Mobile telephone contingency management to encourage adherence to opioid agonist treatment: a feasibility study
Background: Opioid Agonist Treatment (OAT) with drugs such as methadone or buprenorphine is typically used for the management of opioid dependence, reducing withdrawals and cravings for heroin. Supervision of OAT by a pharmacist safeguards against diversion and overdose and ensures individuals receive their optimum dose and achieve full benefit. However, individuals often fail to attend the pharmacy to take their medication, increasing their risk of relapse and overdose. Contingency Management (CM) is a behavioural intervention utilising positive reinforcement (e.g., financial incentives) to encourage behaviour change. There is a strong evidence base for the effectiveness of CM in increasing treatment-related behaviour, such as abstinence from illicit substances, attendance at clinical appointments, vaccination uptake and medication adherence.

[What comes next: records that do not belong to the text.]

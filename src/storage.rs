//! Persistence layer.
//!
//! Saves and loads the engine snapshot (account, budget, ledger) as a
//! JSON file. A file is plenty at this scale; the ledger's audit trail
//! rides along inside the snapshot.

use chrono::NaiveDate;
use serde::{Deserialize, Serialize};
use std::path::Path;
use tracing::{debug, info};

use crate::budget::Budget;
use crate::ledger::BetLedger;
use crate::types::{AccountState, StakewiseError};

/// Default snapshot file path.
const DEFAULT_SNAPSHOT_FILE: &str = "stakewise_state.json";

/// Everything the engine needs to survive a restart.
#[derive(Debug, Serialize, Deserialize)]
pub struct EngineSnapshot {
    pub account: AccountState,
    pub budget: Budget,
    pub ledger: BetLedger,
    /// Last date the daily run completed, for idempotent triggers.
    pub last_daily_run: Option<NaiveDate>,
}

/// Save the snapshot to a JSON file.
pub fn save_snapshot(snapshot: &EngineSnapshot, path: Option<&str>) -> Result<(), StakewiseError> {
    let path = path.unwrap_or(DEFAULT_SNAPSHOT_FILE);
    let json = serde_json::to_string_pretty(snapshot)
        .map_err(|e| StakewiseError::Storage(format!("failed to serialize snapshot: {e}")))?;

    std::fs::write(path, &json)
        .map_err(|e| StakewiseError::Storage(format!("failed to write {path}: {e}")))?;

    debug!(path, bankroll = %snapshot.account.bankroll, "snapshot saved");
    Ok(())
}

/// Load a snapshot. `None` when no file exists (fresh start). A loaded
/// ledger must replay to the projection it carries; a snapshot that
/// fails that check is corrupt and refused.
pub fn load_snapshot(path: Option<&str>) -> Result<Option<EngineSnapshot>, StakewiseError> {
    let path = path.unwrap_or(DEFAULT_SNAPSHOT_FILE);

    if !Path::new(path).exists() {
        info!(path, "no saved snapshot, starting fresh");
        return Ok(None);
    }

    let json = std::fs::read_to_string(path)
        .map_err(|e| StakewiseError::Storage(format!("failed to read {path}: {e}")))?;
    let snapshot: EngineSnapshot = serde_json::from_str(&json)
        .map_err(|e| StakewiseError::Storage(format!("failed to parse {path}: {e}")))?;

    for (bet_id, state) in snapshot.ledger.replay() {
        let projected = snapshot
            .ledger
            .get(bet_id)
            .map(|e| e.state)
            .ok_or_else(|| StakewiseError::Storage(format!("trail names unknown bet {bet_id}")))?;
        if projected != state {
            return Err(StakewiseError::Storage(format!(
                "ledger projection diverges from trail for bet {bet_id}"
            )));
        }
    }

    info!(
        path,
        bankroll = %snapshot.account.bankroll,
        bets = snapshot.ledger.len(),
        "snapshot loaded from disk"
    );
    Ok(Some(snapshot))
}

/// Delete the snapshot file (tests and resets).
pub fn delete_snapshot(path: Option<&str>) -> Result<(), StakewiseError> {
    let path = path.unwrap_or(DEFAULT_SNAPSHOT_FILE);
    if Path::new(path).exists() {
        std::fs::remove_file(path)
            .map_err(|e| StakewiseError::Storage(format!("failed to delete {path}: {e}")))?;
    }
    Ok(())
}

// ---------------------------------------------------------------------------
// Tests
// ---------------------------------------------------------------------------

#[cfg(test)]
mod tests {
    use super::*;
    use chrono::Utc;
    use rust_decimal_macros::dec;

    fn temp_path() -> String {
        let mut p = std::env::temp_dir();
        p.push(format!("stakewise_test_state_{}.json", uuid::Uuid::new_v4()));
        p.to_string_lossy().to_string()
    }

    fn snapshot() -> EngineSnapshot {
        EngineSnapshot {
            account: AccountState::new(dec!(1000)),
            budget: Budget::new(
                Utc::now().date_naive(),
                dec!(200),
                dec!(0.02),
                dec!(0.25),
            ),
            ledger: BetLedger::new(),
            last_daily_run: None,
        }
    }

    #[test]
    fn test_save_and_load_round_trip() {
        let path = temp_path();
        let mut snap = snapshot();
        snap.account.total_pnl = dec!(42.50);
        snap.budget.commit(dec!(75)).unwrap();
        snap.last_daily_run = Some(Utc::now().date_naive());

        save_snapshot(&snap, Some(&path)).unwrap();
        let loaded = load_snapshot(Some(&path)).unwrap().unwrap();

        assert_eq!(loaded.account.bankroll, dec!(1000));
        assert_eq!(loaded.account.total_pnl, dec!(42.50));
        assert_eq!(loaded.budget.committed, dec!(75));
        assert_eq!(loaded.last_daily_run, snap.last_daily_run);

        delete_snapshot(Some(&path)).unwrap();
    }

    #[test]
    fn test_load_missing_file_is_fresh_start() {
        let loaded = load_snapshot(Some("/tmp/stakewise_no_such_file_1b9.json")).unwrap();
        assert!(loaded.is_none());
    }

    #[test]
    fn test_corrupt_file_is_a_storage_error() {
        let path = temp_path();
        std::fs::write(&path, "not json").unwrap();
        let err = load_snapshot(Some(&path)).unwrap_err();
        assert!(matches!(err, StakewiseError::Storage(_)));
        delete_snapshot(Some(&path)).unwrap();
    }
}
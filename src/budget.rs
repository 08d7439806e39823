//! Daily stake budget.
//!
//! A fresh budget is cut for each trading day; every placed stake
//! commits against it and voided or reconciled bets release their
//! commitment back. All mutation happens inside the orchestrator's
//! critical section, never from broker tasks.

use chrono::NaiveDate;
use rust_decimal::Decimal;
use serde::{Deserialize, Serialize};
use tracing::debug;

use crate::types::StakewiseError;

#[derive(Debug, Clone, Serialize, Deserialize)]
pub struct Budget {
    /// Day this budget applies to (UTC).
    pub day: NaiveDate,
    /// Total stake allowed across the day.
    pub max_daily_stake: Decimal,
    /// Stake committed so far today.
    pub committed: Decimal,
    /// Minimum edge an offering must clear to be considered.
    pub min_edge: Decimal,
    /// Per-bet cap as a fraction of `max_daily_stake`.
    pub max_single_bet_fraction: Decimal,
}

impl Budget {
    pub fn new(
        day: NaiveDate,
        max_daily_stake: Decimal,
        min_edge: Decimal,
        max_single_bet_fraction: Decimal,
    ) -> Self {
        Self {
            day,
            max_daily_stake,
            committed: Decimal::ZERO,
            min_edge,
            max_single_bet_fraction,
        }
    }

    /// Stake still available today.
    pub fn remaining(&self) -> Decimal {
        (self.max_daily_stake - self.committed).max(Decimal::ZERO)
    }

    /// Largest stake a single bet may carry.
    pub fn max_per_bet(&self) -> Decimal {
        self.max_single_bet_fraction * self.max_daily_stake
    }

    /// Start a fresh budget for `day`, dropping yesterday's commitments.
    pub fn reset_for(&mut self, day: NaiveDate) {
        if self.day != day {
            debug!(%day, "resetting daily budget");
            self.day = day;
            self.committed = Decimal::ZERO;
        }
    }

    /// Commit `amount` against today's budget.
    pub fn commit(&mut self, amount: Decimal) -> Result<(), StakewiseError> {
        if amount <= Decimal::ZERO || amount > self.remaining() {
            return Err(StakewiseError::BudgetExhausted {
                remaining: self.remaining(),
            });
        }
        self.committed += amount;
        Ok(())
    }

    /// Return `amount` to the budget (voided or reconciled bet).
    pub fn release(&mut self, amount: Decimal) {
        self.committed = (self.committed - amount).max(Decimal::ZERO);
    }
}

#[cfg(test)]
mod tests {
    use super::*;
    use rust_decimal_macros::dec;

    fn budget() -> Budget {
        Budget::new(
            NaiveDate::from_ymd_opt(2026, 8, 25).unwrap(),
            dec!(200),
            dec!(0.02),
            dec!(0.25),
        )
    }

    #[test]
    fn test_commit_and_release() {
        let mut b = budget();
        assert_eq!(b.remaining(), dec!(200));
        b.commit(dec!(60)).unwrap();
        assert_eq!(b.remaining(), dec!(140));
        b.release(dec!(60));
        assert_eq!(b.remaining(), dec!(200));
    }

    #[test]
    fn test_commit_over_remaining_rejected() {
        let mut b = budget();
        b.commit(dec!(180)).unwrap();
        let err = b.commit(dec!(30)).unwrap_err();
        assert!(matches!(err, StakewiseError::BudgetExhausted { .. }));
        // Rejected commit leaves the budget untouched.
        assert_eq!(b.remaining(), dec!(20));
    }

    #[test]
    fn test_release_never_goes_negative() {
        let mut b = budget();
        b.commit(dec!(10)).unwrap();
        b.release(dec!(50));
        assert_eq!(b.committed, Decimal::ZERO);
        assert_eq!(b.remaining(), dec!(200));
    }

    #[test]
    fn test_reset_for_new_day() {
        let mut b = budget();
        b.commit(dec!(120)).unwrap();
        let next = NaiveDate::from_ymd_opt(2026, 8, 26).unwrap();
        b.reset_for(next);
        assert_eq!(b.day, next);
        assert_eq!(b.remaining(), dec!(200));
        // Same-day reset is a no-op.
        b.commit(dec!(15)).unwrap();
        b.reset_for(next);
        assert_eq!(b.committed, dec!(15));
    }

    #[test]
    fn test_max_per_bet() {
        assert_eq!(budget().max_per_bet(), dec!(50));
    }
}
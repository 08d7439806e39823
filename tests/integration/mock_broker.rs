//! Mock sportsbook for integration testing.
//!
//! Provides a deterministic `SportsbookBroker` implementation that
//! serves known offerings, accepts bets, and reports scripted results,
//! all in-memory with no external dependencies.

use async_trait::async_trait;
use std::collections::HashMap;
use std::sync::{Arc, Mutex};
use std::time::Duration;
use uuid::Uuid;

use stakewise::brokers::SportsbookBroker;
use stakewise::types::{
    Bet, MarketType, Offering, Outcome, PlacementResult, PlacementStatus, Sport, StakewiseError,
};

/// What the mock does when asked to place a bet.
#[derive(Debug, Clone, Copy, PartialEq, Eq)]
pub enum PlacementMode {
    /// Accept and return a broker reference.
    Accept,
    /// Reject the bet outright.
    Reject,
    /// Acknowledge as pending, never confirmed.
    Pending,
    /// Fail the request after recording it, as a lost ack would.
    Fail,
}

/// A mock sportsbook for deterministic testing.
///
/// All state is in-memory. Offerings, results, and placement behavior
/// are fully controllable from test code.
pub struct MockBroker {
    name: String,
    supported: Vec<MarketType>,
    offerings: Mutex<Vec<Offering>>,
    outcomes: Mutex<Vec<Outcome>>,
    placements: Mutex<Vec<Bet>>,
    placement_mode: Mutex<PlacementMode>,
    /// Scripted `check_bet_status` answers by bet id.
    statuses: Mutex<HashMap<Uuid, PlacementResult>>,
    /// If set, fetches and placements return this error.
    force_error: Mutex<Option<String>>,
    /// Artificial latency on offering fetches.
    fetch_delay: Mutex<Option<Duration>>,
}

impl MockBroker {
    pub fn new(name: &str, offerings: Vec<Offering>) -> Arc<Self> {
        Arc::new(Self {
            name: name.to_string(),
            supported: vec![MarketType::Moneyline, MarketType::Spread, MarketType::Total],
            offerings: Mutex::new(offerings),
            outcomes: Mutex::new(Vec::new()),
            placements: Mutex::new(Vec::new()),
            placement_mode: Mutex::new(PlacementMode::Accept),
            statuses: Mutex::new(HashMap::new()),
            force_error: Mutex::new(None),
            fetch_delay: Mutex::new(None),
        })
    }

    pub fn set_offerings(&self, offerings: Vec<Offering>) {
        *self.offerings.lock().unwrap() = offerings;
    }

    /// Script the results feed.
    pub fn set_outcomes(&self, outcomes: Vec<Outcome>) {
        *self.outcomes.lock().unwrap() = outcomes;
    }

    pub fn set_placement_mode(&self, mode: PlacementMode) {
        *self.placement_mode.lock().unwrap() = mode;
    }

    /// Script a `check_bet_status` answer for one bet.
    pub fn set_status(&self, bet_id: Uuid, result: PlacementResult) {
        self.statuses.lock().unwrap().insert(bet_id, result);
    }

    /// Force all subsequent fetches and placements to fail.
    pub fn set_error(&self, msg: &str) {
        *self.force_error.lock().unwrap() = Some(msg.to_string());
    }

    pub fn clear_error(&self) {
        *self.force_error.lock().unwrap() = None;
    }

    pub fn set_fetch_delay(&self, delay: Duration) {
        *self.fetch_delay.lock().unwrap() = Some(delay);
    }

    /// Every bet the broker has seen a placement request for.
    pub fn placed_bets(&self) -> Vec<Bet> {
        self.placements.lock().unwrap().clone()
    }

    fn check_error(&self) -> Result<(), StakewiseError> {
        match self.force_error.lock().unwrap().as_ref() {
            Some(msg) => Err(StakewiseError::Broker {
                broker: self.name.clone(),
                message: msg.clone(),
            }),
            None => Ok(()),
        }
    }
}

#[async_trait]
impl SportsbookBroker for MockBroker {
    async fn fetch_offerings(&self, sports: &[Sport]) -> Result<Vec<Offering>, StakewiseError> {
        let delay = *self.fetch_delay.lock().unwrap();
        if let Some(delay) = delay {
            tokio::time::sleep(delay).await;
        }
        self.check_error()?;
        Ok(self
            .offerings
            .lock()
            .unwrap()
            .iter()
            .filter(|o| sports.contains(&o.sport))
            .cloned()
            .collect())
    }

    async fn place_bet(&self, bet: &Bet) -> Result<PlacementResult, StakewiseError> {
        self.check_error()?;
        let mode = *self.placement_mode.lock().unwrap();
        // A lost ack still lands broker-side.
        if mode != PlacementMode::Reject {
            self.placements.lock().unwrap().push(bet.clone());
        }
        match mode {
            PlacementMode::Accept => Ok(PlacementResult {
                status: PlacementStatus::Accepted,
                broker_ref: Some(format!("mock-{}-{}", self.name, bet.id.simple())),
            }),
            PlacementMode::Reject => Ok(PlacementResult {
                status: PlacementStatus::Rejected,
                broker_ref: None,
            }),
            PlacementMode::Pending => Ok(PlacementResult {
                status: PlacementStatus::Pending,
                broker_ref: None,
            }),
            PlacementMode::Fail => Err(StakewiseError::Broker {
                broker: self.name.clone(),
                message: "connection reset during placement".to_string(),
            }),
        }
    }

    async fn fetch_results(&self, event_ids: &[String]) -> Result<Vec<Outcome>, StakewiseError> {
        self.check_error()?;
        Ok(self
            .outcomes
            .lock()
            .unwrap()
            .iter()
            .filter(|o| event_ids.contains(&o.event_id))
            .cloned()
            .collect())
    }

    async fn check_bet_status(
        &self,
        bet_id: Uuid,
    ) -> Result<Option<PlacementResult>, StakewiseError> {
        self.check_error()?;
        Ok(self.statuses.lock().unwrap().get(&bet_id).cloned())
    }

    fn supports(&self, market: MarketType) -> bool {
        self.supported.contains(&market)
    }

    fn name(&self) -> &str {
        &self.name
    }
}
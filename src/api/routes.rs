//! API route handlers.
//!
//! All endpoints return JSON. The handlers borrow the orchestrator;
//! run triggers surface its single-flight guard as HTTP 409.

use axum::{extract::State, http::StatusCode, response::IntoResponse, Json};
use rust_decimal::Decimal;
use serde::Serialize;
use std::sync::Arc;

use crate::engine::CycleOrchestrator;
use crate::types::{BetState, StakewiseError};

// ---------------------------------------------------------------------------
// Shared state
// ---------------------------------------------------------------------------

pub struct ApiContext {
    orchestrator: Arc<CycleOrchestrator>,
}

impl ApiContext {
    pub fn new(orchestrator: Arc<CycleOrchestrator>) -> Self {
        Self { orchestrator }
    }
}

pub type ApiState = Arc<ApiContext>;

// ---------------------------------------------------------------------------
// Response types
// ---------------------------------------------------------------------------

#[derive(Debug, Serialize)]
pub struct StatusResponse {
    pub bankroll: Decimal,
    pub peak_bankroll: Decimal,
    pub total_pnl: Decimal,
    pub win_rate: f64,
    pub bets_placed: u64,
    pub bets_won: u64,
    pub bets_lost: u64,
    pub bets_pushed: u64,
    pub open_bets: usize,
    pub proposed_bets: usize,
    pub budget_day: String,
    pub budget_committed: Decimal,
    pub budget_remaining: Decimal,
    pub last_daily_run: Option<String>,
}

#[derive(Debug, Serialize)]
struct ErrorBody {
    error: String,
}

// ---------------------------------------------------------------------------
// Route handlers
// ---------------------------------------------------------------------------

pub async fn health() -> StatusCode {
    StatusCode::OK
}

pub async fn get_status(State(state): State<ApiState>) -> impl IntoResponse {
    let engine = state.orchestrator.state_handle();
    let engine = engine.lock().await;

    let response = StatusResponse {
        bankroll: engine.account.bankroll,
        peak_bankroll: engine.account.peak_bankroll,
        total_pnl: engine.account.total_pnl,
        win_rate: engine.account.win_rate(),
        bets_placed: engine.account.bets_placed,
        bets_won: engine.account.bets_won,
        bets_lost: engine.account.bets_lost,
        bets_pushed: engine.account.bets_pushed,
        open_bets: engine.ledger.in_state(BetState::Placed).len(),
        proposed_bets: engine.ledger.in_state(BetState::Proposed).len(),
        budget_day: engine.budget.day.to_string(),
        budget_committed: engine.budget.committed,
        budget_remaining: engine.budget.remaining(),
        last_daily_run: engine.last_daily_run.map(|d| d.to_string()),
    };
    Json(response)
}

pub async fn trigger_daily_run(State(state): State<ApiState>) -> impl IntoResponse {
    match state.orchestrator.run_daily().await {
        Ok(report) => (StatusCode::OK, Json(report)).into_response(),
        Err(e) => error_response(e),
    }
}

pub async fn trigger_resolution(State(state): State<ApiState>) -> impl IntoResponse {
    match state.orchestrator.run_resolution().await {
        Ok(report) => (StatusCode::OK, Json(report)).into_response(),
        Err(e) => error_response(e),
    }
}

fn error_response(e: StakewiseError) -> axum::response::Response {
    let status = match e {
        StakewiseError::RunInProgress(_) => StatusCode::CONFLICT,
        _ => StatusCode::INTERNAL_SERVER_ERROR,
    };
    (status, Json(ErrorBody { error: e.to_string() })).into_response()
}
//! HTTP control surface.
//!
//! A small Axum server exposing run triggers and a status view. Runs
//! are fired manually in development and by the scheduler in
//! production; the endpoints share the orchestrator's single-flight
//! guards, so a trigger that races an in-flight run gets 409.

pub mod routes;

use anyhow::Result;
use axum::{
    http::{header, HeaderValue, Method},
    routing::{get, post},
    Router,
};
use tower_http::cors::CorsLayer;
use tracing::info;

use routes::ApiState;

/// Start the API server. Spawns a background task, does not block.
pub fn spawn_api(state: ApiState, port: u16) -> Result<()> {
    let app = build_router(state);

    tokio::spawn(async move {
        let addr = std::net::SocketAddr::from(([0, 0, 0, 0], port));
        info!(port, "API server starting on http://localhost:{port}");

        let listener = tokio::net::TcpListener::bind(addr)
            .await
            .expect("Failed to bind API port");

        axum::serve(listener, app).await.expect("API server error");
    });

    Ok(())
}

/// Build the Axum router with all routes and middleware.
pub fn build_router(state: ApiState) -> Router {
    let cors = CorsLayer::new()
        .allow_origin("*".parse::<HeaderValue>().unwrap())
        .allow_methods([Method::GET, Method::POST])
        .allow_headers([header::CONTENT_TYPE]);

    Router::new()
        .route("/api/v1/daily-run", post(routes::trigger_daily_run))
        .route("/api/v1/resolve-bets", post(routes::trigger_resolution))
        .route("/api/v1/status", get(routes::get_status))
        .route("/health", get(routes::health))
        .layer(cors)
        .with_state(state)
}

// ---------------------------------------------------------------------------
// Tests
// ---------------------------------------------------------------------------
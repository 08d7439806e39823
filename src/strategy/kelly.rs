//! Kelly criterion stake sizing.
//!
//! Fractional Kelly with a configurable multiplier and a bankroll
//! exposure cap. The optimizer applies further clamps (offering stake
//! bounds, per-bet cap, remaining daily budget) on top of this.

use rust_decimal::Decimal;
use rust_decimal_macros::dec;
use tracing::debug;

// ---------------------------------------------------------------------------
// Configuration
// ---------------------------------------------------------------------------

#[derive(Debug, Clone)]
pub struct KellyConfig {
    /// Fractional Kelly multiplier (0.25 = quarter-Kelly).
    pub multiplier: Decimal,
    /// Maximum stake as a fraction of bankroll.
    pub max_bankroll_fraction: Decimal,
}

impl Default for KellyConfig {
    fn default() -> Self {
        Self {
            multiplier: dec!(0.25),
            max_bankroll_fraction: dec!(0.05),
        }
    }
}

// ---------------------------------------------------------------------------
// Calculator
// ---------------------------------------------------------------------------

pub struct KellyCalculator {
    config: KellyConfig,
}

impl KellyCalculator {
    pub fn new(config: KellyConfig) -> Self {
        Self { config }
    }

    pub fn config(&self) -> &KellyConfig {
        &self.config
    }

    /// Raw stake for a wager with win probability `p` at decimal price
    /// `m`, against `bankroll`.
    ///
    /// Kelly: f* = (b*p - q) / b with b = m - 1, q = 1 - p. A zero or
    /// negative Kelly fraction means the price does not justify a
    /// wager and yields `None`. The result is rounded to cents.
    pub fn stake(&self, p: Decimal, m: Decimal, bankroll: Decimal) -> Option<Decimal> {
        if bankroll <= Decimal::ZERO {
            return None;
        }
        let b = m - Decimal::ONE;
        if b <= Decimal::ZERO {
            return None;
        }
        let q = Decimal::ONE - p;
        let kelly = (b * p - q) / b;
        if kelly <= Decimal::ZERO {
            debug!(%p, %m, %kelly, "non-positive Kelly, no stake");
            return None;
        }

        let fraction = (kelly * self.config.multiplier).min(self.config.max_bankroll_fraction);
        Some((fraction * bankroll).round_dp(2))
    }
}

#[cfg(test)]
mod tests {
    use super::*;

    #[test]
    fn test_quarter_kelly_even_money() {
        // p=0.55 at even money: f* = (1*0.55 - 0.45) / 1 = 0.10.
        // Quarter-Kelly on $1000 = $25.
        let calc = KellyCalculator::new(KellyConfig::default());
        let stake = calc.stake(dec!(0.55), dec!(2), dec!(1000)).unwrap();
        assert_eq!(stake, dec!(25));
    }

    #[test]
    fn test_exposure_cap_applies() {
        // p=0.8 at even money: f* = 0.6, quarter-Kelly 0.15, capped at
        // 5% of bankroll.
        let calc = KellyCalculator::new(KellyConfig::default());
        let stake = calc.stake(dec!(0.8), dec!(2), dec!(1000)).unwrap();
        assert_eq!(stake, dec!(50));
    }

    #[test]
    fn test_negative_kelly_no_stake() {
        // p=0.4 at even money is a losing wager.
        let calc = KellyCalculator::new(KellyConfig::default());
        assert!(calc.stake(dec!(0.4), dec!(2), dec!(1000)).is_none());
    }

    #[test]
    fn test_zero_bankroll_no_stake() {
        let calc = KellyCalculator::new(KellyConfig::default());
        assert!(calc.stake(dec!(0.6), dec!(2), Decimal::ZERO).is_none());
    }

    #[test]
    fn test_rounds_to_cents() {
        let calc = KellyCalculator::new(KellyConfig {
            multiplier: dec!(0.25),
            max_bankroll_fraction: dec!(1),
        });
        // p=0.5 at +150 (m=2.5): f* = (1.5*0.5 - 0.5)/1.5 = 1/6.
        // Quarter-Kelly on $100 = 4.1666.. -> 4.17.
        let stake = calc.stake(dec!(0.5), dec!(2.5), dec!(100)).unwrap();
        assert_eq!(stake, dec!(4.17));
    }
}
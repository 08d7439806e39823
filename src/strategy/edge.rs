//! Edge scoring.
//!
//! Compares modeled win probabilities against a book's implied
//! probabilities and keeps the offerings whose edge clears the
//! configured thresholds.

use rust_decimal::Decimal;
use rust_decimal_macros::dec;
use tracing::{debug, warn};

use crate::model::ProbabilityModel;
use crate::types::{EdgeEstimate, MarketType, Offering, StakewiseError};

// ---------------------------------------------------------------------------
// Configuration (defaults, overridden by config.toml at runtime)
// ---------------------------------------------------------------------------

/// Edge thresholds per market type. Markets where the model is less
/// reliable require a larger edge before a wager is considered.
#[derive(Debug, Clone)]
pub struct EdgeConfig {
    pub moneyline_threshold: Decimal,
    pub spread_threshold: Decimal,
    pub total_threshold: Decimal,
    pub player_prop_threshold: Decimal,
    /// Minimum absolute edge to consider (noise floor).
    pub min_edge: Decimal,
}

impl Default for EdgeConfig {
    fn default() -> Self {
        Self {
            moneyline_threshold: dec!(0.03),
            spread_threshold: dec!(0.03),
            total_threshold: dec!(0.04),
            player_prop_threshold: dec!(0.05),
            min_edge: dec!(0.02),
        }
    }
}

impl EdgeConfig {
    pub fn threshold_for(&self, market: MarketType) -> Decimal {
        let t = match market {
            MarketType::Moneyline => self.moneyline_threshold,
            MarketType::Spread => self.spread_threshold,
            MarketType::Total => self.total_threshold,
            MarketType::PlayerProp => self.player_prop_threshold,
        };
        t.max(self.min_edge)
    }
}

// ---------------------------------------------------------------------------
// Edge model
// ---------------------------------------------------------------------------

/// Scores offerings against modeled probabilities.
pub struct EdgeModel {
    config: EdgeConfig,
}

impl EdgeModel {
    pub fn new(config: EdgeConfig) -> Self {
        Self { config }
    }

    pub fn config(&self) -> &EdgeConfig {
        &self.config
    }

    /// Score one offering against a modeled win probability.
    ///
    /// `ev_per_unit = p * (m - 1) - (1 - p)` where `m` is the decimal
    /// price. The modeled probability must lie strictly inside (0, 1);
    /// the boundaries are rejected because a certain outcome is a data
    /// error, not an edge.
    pub fn score(
        &self,
        offering: &Offering,
        modeled_probability: Decimal,
    ) -> Result<EdgeEstimate, StakewiseError> {
        if modeled_probability <= Decimal::ZERO || modeled_probability >= Decimal::ONE {
            return Err(StakewiseError::InvalidProbability(modeled_probability));
        }

        let m = offering.decimal_odds;
        let p = modeled_probability;
        let ev_per_unit = p * (m - Decimal::ONE) - (Decimal::ONE - p);

        Ok(EdgeEstimate {
            offering: offering.clone(),
            modeled_probability: p,
            implied_probability: offering.implied_probability,
            edge: p - offering.implied_probability,
            ev_per_unit,
        })
    }

    /// Score every active offering the model has a view on, keeping
    /// those whose edge clears the market-type threshold and whose
    /// expected value is positive. Sub-threshold offerings are dropped
    /// silently; an offering whose modeled probability is out of range
    /// is logged and skipped, it never fails the batch. Result is
    /// sorted by EV per unit, best first.
    pub fn filter_edges(
        &self,
        offerings: &[Offering],
        model: &dyn ProbabilityModel,
    ) -> Result<Vec<EdgeEstimate>, StakewiseError> {
        let mut edges = Vec::new();

        for offering in offerings {
            if !offering.is_active() {
                continue;
            }
            let Some(p) = model.estimate(offering) else {
                continue;
            };
            let estimate = match self.score(offering, p) {
                Ok(estimate) => estimate,
                Err(e) => {
                    warn!(offering = %offering.id, %e, "rejected modeled probability, skipping");
                    continue;
                }
            };

            if estimate.edge < self.config.threshold_for(offering.market) {
                continue;
            }
            if estimate.ev_per_unit <= Decimal::ZERO {
                continue;
            }
            debug!(offering = %offering.id, edge = %estimate.edge, "edge found");
            edges.push(estimate);
        }

        edges.sort_by(|a, b| {
            b.ev_per_unit
                .cmp(&a.ev_per_unit)
                .then_with(|| a.offering.id.cmp(&b.offering.id))
        });
        Ok(edges)
    }
}

// ---------------------------------------------------------------------------
// Tests
// ---------------------------------------------------------------------------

Internet and mobile phone technology provide mechanisms to deliver CM remotely to target adherence to supervised consumption in community pharmacies.
We developed the technology to deliver mobile CM (mCM) targeting adherence to supervised OAT and completed a study to assess the feasibility of conducting a future randomised controlled trial (RCT) measuring clinical and cost-effectiveness.
Methods: This feasibility study used a cluster randomised design where three UK-based drug services (each delivering OAT to 20 clients) were allocated to: mCM (supervised OAT + financial incentives); mR (supervised OAT + text message reminders); or treatment as usual (supervised OAT only). Participants were those receiving OAT and most at risk of missed doses. The technology monitors clients’ supervised OAT consumption through an computer-tablet login at their pharmacy. Automated text messages remind clients of their appointment or rewards them for consuming their medication under supervision. A linked system sends reports of their attendance and medication consumption to their prescriber and early warning of missed doses.
Results: Feasibility outcomes will be reported in accordance with pre-specified progression criteria, including screening, recruitment and follow-up rates and adherence to the telephone system. Intervention acceptability, pharmacists’ willingness to participate, clinicians’ experiences and perspectives, and the challenges and opportunities of implementing CM interventions in real-world clinical settings will be presented.
Conclusions: Many individuals do not achieve full benefit of OAT due to non-adherence. If effective, mCM will encourage clients to adhere to their medication, leading to increased potential to become abstinent from illicit drugs. While this study demonstrates potential feasibility of progressing to a confirmatory trial of effectiveness, challenges faced could significantly hinder its implementation.